In the entries below, how many lines hold the string "Creates"? Give only the number.

ENTRIES PROVIDED
------------------------

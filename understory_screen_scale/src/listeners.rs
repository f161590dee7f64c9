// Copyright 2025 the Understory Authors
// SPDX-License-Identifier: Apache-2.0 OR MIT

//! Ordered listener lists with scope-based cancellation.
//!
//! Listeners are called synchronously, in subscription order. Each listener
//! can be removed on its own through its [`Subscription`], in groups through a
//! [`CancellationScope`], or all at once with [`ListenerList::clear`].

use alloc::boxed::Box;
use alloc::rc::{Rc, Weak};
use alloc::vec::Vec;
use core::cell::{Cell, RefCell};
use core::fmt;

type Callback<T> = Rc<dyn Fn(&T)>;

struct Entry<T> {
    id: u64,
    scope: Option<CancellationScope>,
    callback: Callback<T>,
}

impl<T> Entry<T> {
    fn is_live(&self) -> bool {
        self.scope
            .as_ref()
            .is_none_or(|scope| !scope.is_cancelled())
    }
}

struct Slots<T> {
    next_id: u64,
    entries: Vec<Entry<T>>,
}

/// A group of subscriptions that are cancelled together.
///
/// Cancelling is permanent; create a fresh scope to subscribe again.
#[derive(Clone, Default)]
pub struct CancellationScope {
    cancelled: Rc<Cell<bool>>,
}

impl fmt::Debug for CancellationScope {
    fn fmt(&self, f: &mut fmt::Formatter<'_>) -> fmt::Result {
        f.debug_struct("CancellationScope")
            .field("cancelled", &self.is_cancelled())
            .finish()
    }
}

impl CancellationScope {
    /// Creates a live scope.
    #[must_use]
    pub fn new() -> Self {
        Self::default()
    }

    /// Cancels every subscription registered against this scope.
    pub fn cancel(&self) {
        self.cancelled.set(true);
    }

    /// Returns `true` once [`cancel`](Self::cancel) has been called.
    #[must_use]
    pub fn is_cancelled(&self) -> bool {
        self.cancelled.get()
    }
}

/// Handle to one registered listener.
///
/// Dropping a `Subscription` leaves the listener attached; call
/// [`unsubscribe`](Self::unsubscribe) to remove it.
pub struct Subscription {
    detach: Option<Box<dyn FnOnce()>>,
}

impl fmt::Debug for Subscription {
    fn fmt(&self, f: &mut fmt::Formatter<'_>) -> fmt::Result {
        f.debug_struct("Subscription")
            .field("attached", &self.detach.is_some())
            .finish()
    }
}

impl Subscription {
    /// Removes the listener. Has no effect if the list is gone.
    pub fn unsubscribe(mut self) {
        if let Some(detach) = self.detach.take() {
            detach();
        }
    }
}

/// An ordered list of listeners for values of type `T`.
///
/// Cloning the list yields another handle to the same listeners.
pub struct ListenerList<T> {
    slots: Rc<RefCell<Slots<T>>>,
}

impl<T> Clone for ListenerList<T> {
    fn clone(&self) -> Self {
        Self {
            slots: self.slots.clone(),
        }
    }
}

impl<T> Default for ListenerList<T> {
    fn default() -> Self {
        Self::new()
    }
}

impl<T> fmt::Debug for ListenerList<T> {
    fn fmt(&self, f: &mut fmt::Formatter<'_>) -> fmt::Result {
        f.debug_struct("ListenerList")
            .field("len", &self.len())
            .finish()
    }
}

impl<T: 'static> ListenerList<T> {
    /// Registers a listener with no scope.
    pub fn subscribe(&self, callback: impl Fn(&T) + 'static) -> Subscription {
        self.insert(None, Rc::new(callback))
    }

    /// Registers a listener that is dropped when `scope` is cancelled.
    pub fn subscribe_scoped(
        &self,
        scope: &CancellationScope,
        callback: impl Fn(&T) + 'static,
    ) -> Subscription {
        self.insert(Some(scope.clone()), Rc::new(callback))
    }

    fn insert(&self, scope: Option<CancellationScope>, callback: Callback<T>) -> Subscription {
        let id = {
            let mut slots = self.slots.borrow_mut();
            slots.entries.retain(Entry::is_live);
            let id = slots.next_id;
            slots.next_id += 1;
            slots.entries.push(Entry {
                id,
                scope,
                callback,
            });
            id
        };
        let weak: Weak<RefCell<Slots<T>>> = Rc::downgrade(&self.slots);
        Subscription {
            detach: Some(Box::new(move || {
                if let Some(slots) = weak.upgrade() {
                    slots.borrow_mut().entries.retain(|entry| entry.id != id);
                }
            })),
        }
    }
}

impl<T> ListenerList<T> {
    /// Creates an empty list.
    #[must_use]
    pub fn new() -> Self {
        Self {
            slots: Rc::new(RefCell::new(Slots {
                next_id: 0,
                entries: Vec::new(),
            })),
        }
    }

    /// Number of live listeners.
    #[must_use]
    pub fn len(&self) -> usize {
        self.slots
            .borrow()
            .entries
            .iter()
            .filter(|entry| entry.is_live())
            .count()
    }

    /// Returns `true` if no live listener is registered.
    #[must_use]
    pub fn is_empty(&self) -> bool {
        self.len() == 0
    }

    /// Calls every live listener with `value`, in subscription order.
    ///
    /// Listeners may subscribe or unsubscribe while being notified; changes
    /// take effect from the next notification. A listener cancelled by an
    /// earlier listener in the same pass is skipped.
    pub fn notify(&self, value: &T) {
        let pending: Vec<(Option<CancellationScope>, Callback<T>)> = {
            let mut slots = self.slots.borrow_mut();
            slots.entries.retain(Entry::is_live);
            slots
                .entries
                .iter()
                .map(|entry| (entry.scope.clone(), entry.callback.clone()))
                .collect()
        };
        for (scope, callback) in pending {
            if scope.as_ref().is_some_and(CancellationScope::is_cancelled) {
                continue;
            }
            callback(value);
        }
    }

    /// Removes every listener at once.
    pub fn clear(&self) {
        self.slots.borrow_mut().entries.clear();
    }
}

------------------------

SOLUTION TO THIS TASK
2